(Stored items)
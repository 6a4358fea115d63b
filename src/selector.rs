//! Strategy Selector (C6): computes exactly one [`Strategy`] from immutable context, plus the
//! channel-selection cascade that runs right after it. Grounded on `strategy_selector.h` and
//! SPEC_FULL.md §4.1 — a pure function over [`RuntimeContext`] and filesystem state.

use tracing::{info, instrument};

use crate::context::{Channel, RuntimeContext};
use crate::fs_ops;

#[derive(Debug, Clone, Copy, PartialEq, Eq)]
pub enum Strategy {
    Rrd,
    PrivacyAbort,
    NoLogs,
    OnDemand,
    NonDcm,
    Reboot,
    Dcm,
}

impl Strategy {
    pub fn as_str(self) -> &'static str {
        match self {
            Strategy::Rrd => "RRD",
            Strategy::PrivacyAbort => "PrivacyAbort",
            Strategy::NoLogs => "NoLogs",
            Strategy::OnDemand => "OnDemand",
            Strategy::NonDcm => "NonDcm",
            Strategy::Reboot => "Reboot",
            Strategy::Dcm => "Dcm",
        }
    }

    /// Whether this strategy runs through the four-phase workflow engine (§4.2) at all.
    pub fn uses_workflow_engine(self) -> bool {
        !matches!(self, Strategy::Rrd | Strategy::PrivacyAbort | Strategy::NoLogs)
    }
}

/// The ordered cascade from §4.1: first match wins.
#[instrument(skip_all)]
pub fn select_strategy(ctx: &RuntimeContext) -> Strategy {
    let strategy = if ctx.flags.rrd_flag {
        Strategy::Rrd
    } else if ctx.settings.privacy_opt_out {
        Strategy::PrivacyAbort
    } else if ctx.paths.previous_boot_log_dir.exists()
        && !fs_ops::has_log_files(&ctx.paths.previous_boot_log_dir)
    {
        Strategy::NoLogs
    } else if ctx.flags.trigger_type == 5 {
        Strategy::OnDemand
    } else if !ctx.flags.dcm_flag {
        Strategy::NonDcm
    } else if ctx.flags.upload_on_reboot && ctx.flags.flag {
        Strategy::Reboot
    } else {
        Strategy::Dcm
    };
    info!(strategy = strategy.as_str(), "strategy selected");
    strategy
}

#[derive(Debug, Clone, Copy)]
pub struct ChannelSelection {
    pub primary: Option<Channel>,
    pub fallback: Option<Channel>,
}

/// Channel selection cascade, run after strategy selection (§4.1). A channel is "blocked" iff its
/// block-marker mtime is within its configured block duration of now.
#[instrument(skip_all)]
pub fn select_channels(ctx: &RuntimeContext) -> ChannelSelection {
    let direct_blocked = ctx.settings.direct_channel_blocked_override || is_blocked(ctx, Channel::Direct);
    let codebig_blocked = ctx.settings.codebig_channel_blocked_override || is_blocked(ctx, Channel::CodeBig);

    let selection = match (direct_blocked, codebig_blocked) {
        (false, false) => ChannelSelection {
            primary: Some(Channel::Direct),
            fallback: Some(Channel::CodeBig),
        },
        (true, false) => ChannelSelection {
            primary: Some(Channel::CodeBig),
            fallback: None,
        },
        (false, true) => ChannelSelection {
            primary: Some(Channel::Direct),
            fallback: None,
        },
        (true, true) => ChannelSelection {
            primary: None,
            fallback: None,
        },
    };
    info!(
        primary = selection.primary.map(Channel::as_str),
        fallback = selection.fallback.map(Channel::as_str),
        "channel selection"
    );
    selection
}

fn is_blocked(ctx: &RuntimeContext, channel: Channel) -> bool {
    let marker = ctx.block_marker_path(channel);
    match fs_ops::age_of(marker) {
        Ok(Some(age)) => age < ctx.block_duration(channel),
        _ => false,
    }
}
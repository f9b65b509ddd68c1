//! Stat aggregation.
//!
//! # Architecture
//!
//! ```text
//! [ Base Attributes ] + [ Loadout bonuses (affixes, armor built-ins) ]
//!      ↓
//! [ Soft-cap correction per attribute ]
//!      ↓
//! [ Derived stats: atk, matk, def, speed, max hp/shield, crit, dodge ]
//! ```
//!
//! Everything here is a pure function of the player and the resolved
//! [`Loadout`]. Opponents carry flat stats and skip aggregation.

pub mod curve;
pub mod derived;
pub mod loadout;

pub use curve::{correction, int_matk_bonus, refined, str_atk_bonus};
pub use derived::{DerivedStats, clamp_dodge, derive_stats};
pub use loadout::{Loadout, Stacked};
--
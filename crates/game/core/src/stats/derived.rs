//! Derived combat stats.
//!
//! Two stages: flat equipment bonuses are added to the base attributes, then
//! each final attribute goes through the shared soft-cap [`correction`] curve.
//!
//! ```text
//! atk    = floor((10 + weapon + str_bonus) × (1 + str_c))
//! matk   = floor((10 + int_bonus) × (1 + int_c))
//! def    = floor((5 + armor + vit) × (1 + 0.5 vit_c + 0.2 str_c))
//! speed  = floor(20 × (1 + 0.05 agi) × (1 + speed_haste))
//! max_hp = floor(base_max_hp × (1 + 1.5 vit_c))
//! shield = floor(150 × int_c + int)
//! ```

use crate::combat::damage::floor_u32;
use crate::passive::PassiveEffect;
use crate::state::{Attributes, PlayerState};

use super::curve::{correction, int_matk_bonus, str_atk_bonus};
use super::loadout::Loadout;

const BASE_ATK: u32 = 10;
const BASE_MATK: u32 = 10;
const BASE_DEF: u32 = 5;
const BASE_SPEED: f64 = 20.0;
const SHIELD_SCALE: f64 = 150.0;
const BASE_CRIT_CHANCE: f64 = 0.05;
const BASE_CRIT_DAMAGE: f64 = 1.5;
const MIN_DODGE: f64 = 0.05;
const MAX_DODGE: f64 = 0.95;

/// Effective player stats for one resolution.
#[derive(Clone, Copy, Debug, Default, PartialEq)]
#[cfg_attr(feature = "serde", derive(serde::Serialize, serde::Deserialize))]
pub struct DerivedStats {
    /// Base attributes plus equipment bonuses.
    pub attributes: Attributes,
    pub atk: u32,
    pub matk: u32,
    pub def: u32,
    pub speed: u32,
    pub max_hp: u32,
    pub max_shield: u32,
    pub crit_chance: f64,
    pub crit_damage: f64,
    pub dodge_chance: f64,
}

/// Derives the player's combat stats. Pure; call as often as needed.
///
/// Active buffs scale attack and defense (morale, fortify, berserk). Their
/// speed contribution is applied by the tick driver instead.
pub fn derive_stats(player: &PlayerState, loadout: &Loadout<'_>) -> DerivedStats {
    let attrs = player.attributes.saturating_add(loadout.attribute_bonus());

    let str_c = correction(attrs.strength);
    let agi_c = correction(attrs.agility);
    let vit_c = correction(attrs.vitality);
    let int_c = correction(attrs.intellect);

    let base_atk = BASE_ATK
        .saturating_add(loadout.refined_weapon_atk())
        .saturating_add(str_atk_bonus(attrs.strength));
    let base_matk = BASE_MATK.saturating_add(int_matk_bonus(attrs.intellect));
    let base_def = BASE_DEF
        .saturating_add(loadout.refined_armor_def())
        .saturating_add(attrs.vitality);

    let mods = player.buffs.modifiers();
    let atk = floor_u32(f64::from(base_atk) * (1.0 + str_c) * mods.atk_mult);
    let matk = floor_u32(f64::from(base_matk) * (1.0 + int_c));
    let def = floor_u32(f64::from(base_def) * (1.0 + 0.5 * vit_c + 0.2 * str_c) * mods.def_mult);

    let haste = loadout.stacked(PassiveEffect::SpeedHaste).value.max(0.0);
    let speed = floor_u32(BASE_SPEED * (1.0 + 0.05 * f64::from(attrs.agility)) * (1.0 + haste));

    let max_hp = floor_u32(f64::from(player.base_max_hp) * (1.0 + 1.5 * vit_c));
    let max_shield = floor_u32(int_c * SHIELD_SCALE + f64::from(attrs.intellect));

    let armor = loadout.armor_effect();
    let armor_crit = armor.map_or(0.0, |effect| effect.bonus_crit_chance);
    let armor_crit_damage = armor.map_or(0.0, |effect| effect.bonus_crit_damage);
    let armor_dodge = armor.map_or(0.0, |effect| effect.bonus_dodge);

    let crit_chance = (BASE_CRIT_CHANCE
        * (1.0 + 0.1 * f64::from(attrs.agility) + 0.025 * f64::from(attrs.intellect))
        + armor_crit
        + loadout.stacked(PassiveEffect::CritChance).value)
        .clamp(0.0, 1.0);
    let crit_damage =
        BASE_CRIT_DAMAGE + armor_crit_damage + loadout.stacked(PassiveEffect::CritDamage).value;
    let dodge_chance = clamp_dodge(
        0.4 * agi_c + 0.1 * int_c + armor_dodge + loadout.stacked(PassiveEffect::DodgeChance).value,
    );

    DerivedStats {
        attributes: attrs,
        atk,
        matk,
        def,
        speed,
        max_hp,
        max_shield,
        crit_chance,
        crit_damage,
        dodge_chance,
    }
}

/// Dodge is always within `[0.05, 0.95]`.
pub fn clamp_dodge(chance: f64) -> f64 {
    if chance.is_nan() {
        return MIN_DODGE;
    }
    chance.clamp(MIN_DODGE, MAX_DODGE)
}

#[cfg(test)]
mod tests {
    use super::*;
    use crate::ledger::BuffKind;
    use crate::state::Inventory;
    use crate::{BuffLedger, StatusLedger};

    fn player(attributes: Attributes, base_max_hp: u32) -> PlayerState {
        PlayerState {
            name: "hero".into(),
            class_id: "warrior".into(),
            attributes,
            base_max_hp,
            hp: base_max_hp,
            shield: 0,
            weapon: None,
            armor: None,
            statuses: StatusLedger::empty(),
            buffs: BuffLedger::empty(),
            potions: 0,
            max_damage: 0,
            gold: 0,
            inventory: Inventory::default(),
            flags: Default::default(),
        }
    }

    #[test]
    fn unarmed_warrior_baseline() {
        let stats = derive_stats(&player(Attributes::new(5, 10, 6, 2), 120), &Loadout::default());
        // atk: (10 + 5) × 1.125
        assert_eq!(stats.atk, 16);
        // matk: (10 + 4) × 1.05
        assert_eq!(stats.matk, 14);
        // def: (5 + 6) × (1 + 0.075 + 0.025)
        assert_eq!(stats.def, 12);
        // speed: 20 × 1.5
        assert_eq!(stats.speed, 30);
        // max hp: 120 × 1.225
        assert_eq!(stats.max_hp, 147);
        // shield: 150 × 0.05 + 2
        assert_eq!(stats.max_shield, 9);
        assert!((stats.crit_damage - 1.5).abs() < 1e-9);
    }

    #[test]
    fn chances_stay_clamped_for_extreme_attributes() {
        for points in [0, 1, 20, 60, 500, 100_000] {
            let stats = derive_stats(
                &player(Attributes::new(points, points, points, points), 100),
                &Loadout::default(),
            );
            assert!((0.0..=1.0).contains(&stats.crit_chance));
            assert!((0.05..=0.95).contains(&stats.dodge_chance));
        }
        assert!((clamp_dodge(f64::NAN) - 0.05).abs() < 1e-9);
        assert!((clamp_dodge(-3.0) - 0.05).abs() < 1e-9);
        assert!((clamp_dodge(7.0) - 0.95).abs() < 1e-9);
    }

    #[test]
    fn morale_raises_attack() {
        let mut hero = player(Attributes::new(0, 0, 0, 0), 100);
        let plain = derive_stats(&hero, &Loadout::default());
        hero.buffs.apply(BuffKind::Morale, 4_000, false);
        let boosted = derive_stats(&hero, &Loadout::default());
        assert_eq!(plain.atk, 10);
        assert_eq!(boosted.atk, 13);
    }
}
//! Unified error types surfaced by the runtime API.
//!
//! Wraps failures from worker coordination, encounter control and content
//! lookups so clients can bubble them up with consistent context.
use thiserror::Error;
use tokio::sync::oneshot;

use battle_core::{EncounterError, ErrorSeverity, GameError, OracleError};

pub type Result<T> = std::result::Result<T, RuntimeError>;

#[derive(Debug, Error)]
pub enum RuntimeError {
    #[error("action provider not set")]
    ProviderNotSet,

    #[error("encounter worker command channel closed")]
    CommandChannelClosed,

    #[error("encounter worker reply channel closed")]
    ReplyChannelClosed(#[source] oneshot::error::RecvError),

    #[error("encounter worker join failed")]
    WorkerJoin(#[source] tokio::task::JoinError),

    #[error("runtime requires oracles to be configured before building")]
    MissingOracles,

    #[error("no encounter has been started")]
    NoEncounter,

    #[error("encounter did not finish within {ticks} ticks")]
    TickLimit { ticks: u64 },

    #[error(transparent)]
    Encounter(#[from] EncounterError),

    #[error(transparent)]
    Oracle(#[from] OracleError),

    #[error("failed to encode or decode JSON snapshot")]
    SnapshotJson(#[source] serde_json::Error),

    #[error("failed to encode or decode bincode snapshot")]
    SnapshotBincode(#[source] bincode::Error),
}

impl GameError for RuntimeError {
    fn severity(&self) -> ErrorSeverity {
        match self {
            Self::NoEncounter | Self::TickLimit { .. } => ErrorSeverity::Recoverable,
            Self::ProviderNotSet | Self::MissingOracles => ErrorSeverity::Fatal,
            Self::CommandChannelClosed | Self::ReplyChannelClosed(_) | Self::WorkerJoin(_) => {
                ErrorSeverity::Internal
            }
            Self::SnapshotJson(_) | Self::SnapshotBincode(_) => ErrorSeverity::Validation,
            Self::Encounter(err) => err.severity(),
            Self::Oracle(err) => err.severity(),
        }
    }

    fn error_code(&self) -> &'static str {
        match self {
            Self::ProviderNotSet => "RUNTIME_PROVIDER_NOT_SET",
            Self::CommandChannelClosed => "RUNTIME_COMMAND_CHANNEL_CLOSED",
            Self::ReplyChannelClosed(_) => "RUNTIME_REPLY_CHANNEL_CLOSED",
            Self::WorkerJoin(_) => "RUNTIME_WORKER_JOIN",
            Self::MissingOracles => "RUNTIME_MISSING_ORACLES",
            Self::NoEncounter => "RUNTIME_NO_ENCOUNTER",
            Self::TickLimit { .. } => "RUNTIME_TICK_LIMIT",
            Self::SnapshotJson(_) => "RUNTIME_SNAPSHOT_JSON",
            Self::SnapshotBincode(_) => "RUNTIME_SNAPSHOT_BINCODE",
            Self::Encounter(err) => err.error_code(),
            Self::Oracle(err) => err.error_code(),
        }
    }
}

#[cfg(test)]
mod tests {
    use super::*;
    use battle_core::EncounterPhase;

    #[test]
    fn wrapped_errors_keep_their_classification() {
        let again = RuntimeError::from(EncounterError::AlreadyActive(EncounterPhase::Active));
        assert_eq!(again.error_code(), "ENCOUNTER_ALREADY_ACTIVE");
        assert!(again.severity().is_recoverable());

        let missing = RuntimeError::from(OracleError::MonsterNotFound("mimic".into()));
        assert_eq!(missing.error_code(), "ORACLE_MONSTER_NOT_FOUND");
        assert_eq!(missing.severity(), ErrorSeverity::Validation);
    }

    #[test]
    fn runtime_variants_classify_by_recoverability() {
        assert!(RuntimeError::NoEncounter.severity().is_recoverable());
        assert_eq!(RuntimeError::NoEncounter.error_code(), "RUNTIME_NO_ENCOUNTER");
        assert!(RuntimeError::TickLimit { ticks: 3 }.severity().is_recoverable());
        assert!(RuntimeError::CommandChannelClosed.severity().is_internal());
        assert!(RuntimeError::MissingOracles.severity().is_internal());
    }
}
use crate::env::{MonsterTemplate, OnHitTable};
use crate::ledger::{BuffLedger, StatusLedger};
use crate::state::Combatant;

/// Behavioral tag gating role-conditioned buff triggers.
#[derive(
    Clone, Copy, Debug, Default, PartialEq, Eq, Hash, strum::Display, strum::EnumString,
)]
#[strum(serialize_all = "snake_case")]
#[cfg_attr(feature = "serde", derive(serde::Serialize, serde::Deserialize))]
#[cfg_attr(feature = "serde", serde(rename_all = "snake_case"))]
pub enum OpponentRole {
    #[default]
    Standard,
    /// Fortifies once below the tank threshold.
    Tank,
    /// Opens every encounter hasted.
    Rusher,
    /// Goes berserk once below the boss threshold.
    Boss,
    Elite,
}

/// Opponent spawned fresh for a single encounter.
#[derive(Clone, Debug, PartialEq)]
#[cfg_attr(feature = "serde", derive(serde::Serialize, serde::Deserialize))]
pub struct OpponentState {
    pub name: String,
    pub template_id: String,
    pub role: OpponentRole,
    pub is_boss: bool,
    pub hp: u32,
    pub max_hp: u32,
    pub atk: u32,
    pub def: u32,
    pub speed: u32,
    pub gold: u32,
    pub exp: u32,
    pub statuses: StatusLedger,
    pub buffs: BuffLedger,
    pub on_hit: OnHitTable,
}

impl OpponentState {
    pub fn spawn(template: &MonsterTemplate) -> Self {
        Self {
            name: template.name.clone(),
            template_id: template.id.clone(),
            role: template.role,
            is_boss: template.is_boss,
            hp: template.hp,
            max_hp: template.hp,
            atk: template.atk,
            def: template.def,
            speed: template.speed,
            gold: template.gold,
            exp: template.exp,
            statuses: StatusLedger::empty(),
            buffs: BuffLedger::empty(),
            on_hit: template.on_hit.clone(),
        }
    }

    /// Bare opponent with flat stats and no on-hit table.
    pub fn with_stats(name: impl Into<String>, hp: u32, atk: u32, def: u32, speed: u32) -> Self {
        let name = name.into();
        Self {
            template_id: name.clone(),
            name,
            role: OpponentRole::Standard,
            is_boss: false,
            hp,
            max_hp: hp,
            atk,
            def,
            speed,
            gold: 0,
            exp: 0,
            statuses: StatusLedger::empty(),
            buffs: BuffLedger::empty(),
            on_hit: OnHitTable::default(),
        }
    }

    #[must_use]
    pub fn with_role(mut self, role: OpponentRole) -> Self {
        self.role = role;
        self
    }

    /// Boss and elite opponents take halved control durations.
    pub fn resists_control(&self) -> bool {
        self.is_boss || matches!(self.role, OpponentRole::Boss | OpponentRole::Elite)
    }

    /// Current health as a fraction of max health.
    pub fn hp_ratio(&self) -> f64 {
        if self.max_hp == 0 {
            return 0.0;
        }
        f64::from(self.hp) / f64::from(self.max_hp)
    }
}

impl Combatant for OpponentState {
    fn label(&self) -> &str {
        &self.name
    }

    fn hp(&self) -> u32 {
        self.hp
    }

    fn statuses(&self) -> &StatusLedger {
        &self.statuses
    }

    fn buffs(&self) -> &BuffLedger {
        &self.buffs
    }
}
* * *
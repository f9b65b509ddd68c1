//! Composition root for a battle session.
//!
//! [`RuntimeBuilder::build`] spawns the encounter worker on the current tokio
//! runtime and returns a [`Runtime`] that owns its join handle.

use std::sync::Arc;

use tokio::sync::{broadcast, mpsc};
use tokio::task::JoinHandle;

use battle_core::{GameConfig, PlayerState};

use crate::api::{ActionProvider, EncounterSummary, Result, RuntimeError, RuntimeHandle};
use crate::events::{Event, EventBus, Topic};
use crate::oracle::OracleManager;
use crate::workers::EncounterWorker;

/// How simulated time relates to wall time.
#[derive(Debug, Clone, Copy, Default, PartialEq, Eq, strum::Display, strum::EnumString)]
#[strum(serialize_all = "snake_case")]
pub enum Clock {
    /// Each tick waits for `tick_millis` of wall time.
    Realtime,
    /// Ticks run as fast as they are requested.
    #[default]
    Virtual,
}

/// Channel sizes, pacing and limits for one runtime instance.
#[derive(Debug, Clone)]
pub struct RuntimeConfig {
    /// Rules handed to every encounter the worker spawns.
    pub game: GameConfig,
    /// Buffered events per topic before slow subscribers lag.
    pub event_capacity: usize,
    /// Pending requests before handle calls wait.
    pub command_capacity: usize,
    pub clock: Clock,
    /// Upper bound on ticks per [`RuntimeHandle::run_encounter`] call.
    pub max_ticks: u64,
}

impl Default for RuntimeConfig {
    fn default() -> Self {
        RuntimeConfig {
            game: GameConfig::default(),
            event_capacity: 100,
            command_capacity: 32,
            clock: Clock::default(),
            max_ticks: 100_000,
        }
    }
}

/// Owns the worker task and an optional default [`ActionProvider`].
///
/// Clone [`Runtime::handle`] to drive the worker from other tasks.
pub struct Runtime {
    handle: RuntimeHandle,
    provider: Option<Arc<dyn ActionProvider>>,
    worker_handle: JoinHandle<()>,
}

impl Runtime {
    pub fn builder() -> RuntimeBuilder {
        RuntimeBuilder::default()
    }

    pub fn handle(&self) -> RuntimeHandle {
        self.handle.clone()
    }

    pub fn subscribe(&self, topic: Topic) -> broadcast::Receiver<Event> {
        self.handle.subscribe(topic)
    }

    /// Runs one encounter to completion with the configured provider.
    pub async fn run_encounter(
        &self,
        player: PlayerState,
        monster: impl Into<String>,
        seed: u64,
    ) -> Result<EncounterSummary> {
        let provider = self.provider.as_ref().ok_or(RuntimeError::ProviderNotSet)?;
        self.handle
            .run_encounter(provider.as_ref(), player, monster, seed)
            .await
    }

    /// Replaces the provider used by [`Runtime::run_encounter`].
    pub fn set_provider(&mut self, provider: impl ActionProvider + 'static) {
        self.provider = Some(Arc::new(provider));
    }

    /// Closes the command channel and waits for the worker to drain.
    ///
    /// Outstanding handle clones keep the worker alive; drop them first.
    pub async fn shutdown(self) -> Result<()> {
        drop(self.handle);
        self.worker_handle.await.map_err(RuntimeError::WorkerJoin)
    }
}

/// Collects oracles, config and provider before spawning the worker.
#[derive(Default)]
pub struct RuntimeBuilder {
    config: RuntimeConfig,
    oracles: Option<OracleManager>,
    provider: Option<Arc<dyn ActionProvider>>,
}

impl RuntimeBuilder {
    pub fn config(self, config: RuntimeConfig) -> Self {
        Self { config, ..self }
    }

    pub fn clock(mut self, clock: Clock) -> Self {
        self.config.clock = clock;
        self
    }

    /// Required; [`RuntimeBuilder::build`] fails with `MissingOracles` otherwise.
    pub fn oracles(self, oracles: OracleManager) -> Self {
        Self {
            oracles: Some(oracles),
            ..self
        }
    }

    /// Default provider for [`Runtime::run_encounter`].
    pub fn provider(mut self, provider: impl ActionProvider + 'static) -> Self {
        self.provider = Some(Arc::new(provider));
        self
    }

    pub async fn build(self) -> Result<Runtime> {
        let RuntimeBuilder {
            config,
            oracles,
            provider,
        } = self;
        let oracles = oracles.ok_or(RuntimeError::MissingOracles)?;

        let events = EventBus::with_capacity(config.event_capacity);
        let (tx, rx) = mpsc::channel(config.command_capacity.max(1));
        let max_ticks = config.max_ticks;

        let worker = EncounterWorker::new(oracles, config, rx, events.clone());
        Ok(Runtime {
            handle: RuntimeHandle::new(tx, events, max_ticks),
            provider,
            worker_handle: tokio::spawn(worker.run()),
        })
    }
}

**Directions**
Identify every line above with the string "seed" in it. Copy those lines.

**Written answer**
        seed: u64,
            .run_encounter(provider.as_ref(), player, monster, seed)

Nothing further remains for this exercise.